Scenario: Mrs. Jones, age 62, comes to the office to discuss her risk for contracting Meningococcal disease. She shares that her 19-year old grandson, a freshman at the local university, was hospitalized for the disease and nearly died. Thankfully, treatment worked and he has returned to school. However, she visited him both in the hospital and at his apartment when he was released. She expresses her concern for exposure and wonders if she should be given the vaccine. Mrs. Jones has no chronic illnesses and presents with no complaints today.

Respuesta :

Answer:

Meningococcal disease is caused by a bacterium called Neisseria meningitides. There are different serogroups of meningococci.
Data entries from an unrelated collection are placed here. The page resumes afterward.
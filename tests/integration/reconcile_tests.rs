//! Validator reconciliation of runs whose workers went away

use crate::support::{FakeSource, Harness, QUEUE};
use fenceline::coordination::CacheLock;
use fenceline::fence::keys::VALIDATE_LOCK;
use fenceline::output::MemorySink;
use fenceline::state::AttemptStatus;
use fenceline::storage::AttemptStore;
use fenceline::worker::TaskOutcome;
use std::sync::Arc;
use std::time::Duration;

const SHORT_TTL: Duration = Duration::from_millis(60);

fn past_ttl() {
    std::thread::sleep(SHORT_TTL * 3);
}

#[test]
fn test_lost_worker_is_reconciled_and_key_freed() {
    let h = Harness::build(SHORT_TTL, 1024 * 1024);
    let scheduler = h.scheduler();
    let attempt_id = scheduler.maybe_start(h.key).unwrap().unwrap();

    // A worker takes the task and dies without touching the attempt
    let task = h.queue.reserve_next(QUEUE, "doomed").unwrap().unwrap();
    h.queue.ack(&task.id).unwrap();
    past_ttl();

    let report = h.validator().sweep().unwrap();
    assert_eq!(report.orphans_reconciled, 1);

    let attempt = h.attempt(attempt_id);
    assert_eq!(attempt.status, AttemptStatus::Failed);
    assert!(attempt.error_msg.unwrap().contains(&task.id));
    assert!(h.fences.load(h.key).unwrap().is_none());

    // The key is free again
    scheduler.trigger("fake", false).unwrap();
    let next = scheduler.maybe_start(h.key).unwrap();
    assert!(next.is_some());
    assert_ne!(next, Some(attempt_id));
}

#[test]
fn test_queued_tasks_keep_their_run_alive() {
    let h = Harness::build(SHORT_TTL, 1024 * 1024);
    let attempt_id = h.scheduler().maybe_start(h.key).unwrap().unwrap();
    let validator = h.validator();

    // Pending in the broker
    past_ttl();
    let report = validator.sweep().unwrap();
    assert_eq!(report.orphans_reconciled, 0);
    assert_eq!(report.fences_checked, 1);

    // Reserved by a worker that has not started yet
    h.queue.reserve_next(QUEUE, "slow").unwrap().unwrap();
    past_ttl();
    let report = validator.sweep().unwrap();
    assert_eq!(report.orphans_reconciled, 0);

    assert_eq!(h.attempt(attempt_id).status, AttemptStatus::NotStarted);
    assert!(h.fences.is_fenced(h.key).unwrap());
    assert!(h.fences.is_alive(h.key).unwrap());
}

#[test]
fn test_abandoned_attempt_fails_after_liveness_lapses() {
    let h = Harness::build(SHORT_TTL, 1024 * 1024);
    let source = Arc::new(FakeSource::folders(2, 5));
    let sink = MemorySink::new();
    let worker = h.worker(&source, &sink);
    let attempt_id = h.scheduler().maybe_start(h.key).unwrap().unwrap();

    h.store.set_fail_writes(true);
    let outcome = worker.poll_once(&h.queue, QUEUE, "w1").unwrap();
    assert_eq!(outcome, Some(TaskOutcome::Abandoned { attempt_id }));
    assert_eq!(h.attempt(attempt_id).status, AttemptStatus::InProgress);
    assert!(h.fences.is_fenced(h.key).unwrap());

    past_ttl();
    let report = h.validator().sweep().unwrap();
    assert_eq!(report.orphans_reconciled, 1);
    assert_eq!(h.attempt(attempt_id).status, AttemptStatus::Failed);
    assert!(!h.fences.is_fenced(h.key).unwrap());
}

#[test]
fn test_active_attempt_without_fence_is_failed() {
    let h = Harness::new();
    let attempt_id = h.storage.lock().create_attempt(h.key, false).unwrap();

    let report = h.validator().sweep().unwrap();
    assert_eq!(report.unfenced_reconciled, 1);

    let attempt = h.attempt(attempt_id);
    assert_eq!(attempt.status, AttemptStatus::Failed);
    assert!(attempt.finished_at.is_some());
}

#[test]
fn test_only_one_validator_sweeps_at_a_time() {
    let h = Harness::new();
    let held = CacheLock::new(h.cache.clone(), VALIDATE_LOCK, Duration::from_secs(30));
    assert!(held.try_acquire().unwrap());

    let report = h.validator().sweep().unwrap();
    assert!(report.skipped);
    assert_eq!(report.fences_checked, 0);

    held.release().unwrap();
    assert!(!h.validator().sweep().unwrap().skipped);
}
Serogroups A, B, C, W and Y are the most frequent cause of disease worldwide, while serogroups B, C and Y are the most frequent cause of disease in the United States.

Explanation:

Meningococcal germ is spread by direct contact with the nasal or pharyngeal secretions of an infected person, that is, coughing, kissing or sneezing very close to other people, or also when people live together. Only people who have been in close contact (family unit members, intimate contacts, health care staff, etc.) should be considered for preventive treatment. These people are advised to obtain a prescription for an antibiotic, such as rifampin, ciprofloxacin or ceftriaxone. The casual contact that can occur in a regular class, in the office or in a factory environment and is usually not important enough to be of concern, so it will depend on whether the lady considers that she was in contact with some of the previously anticipated risk factors.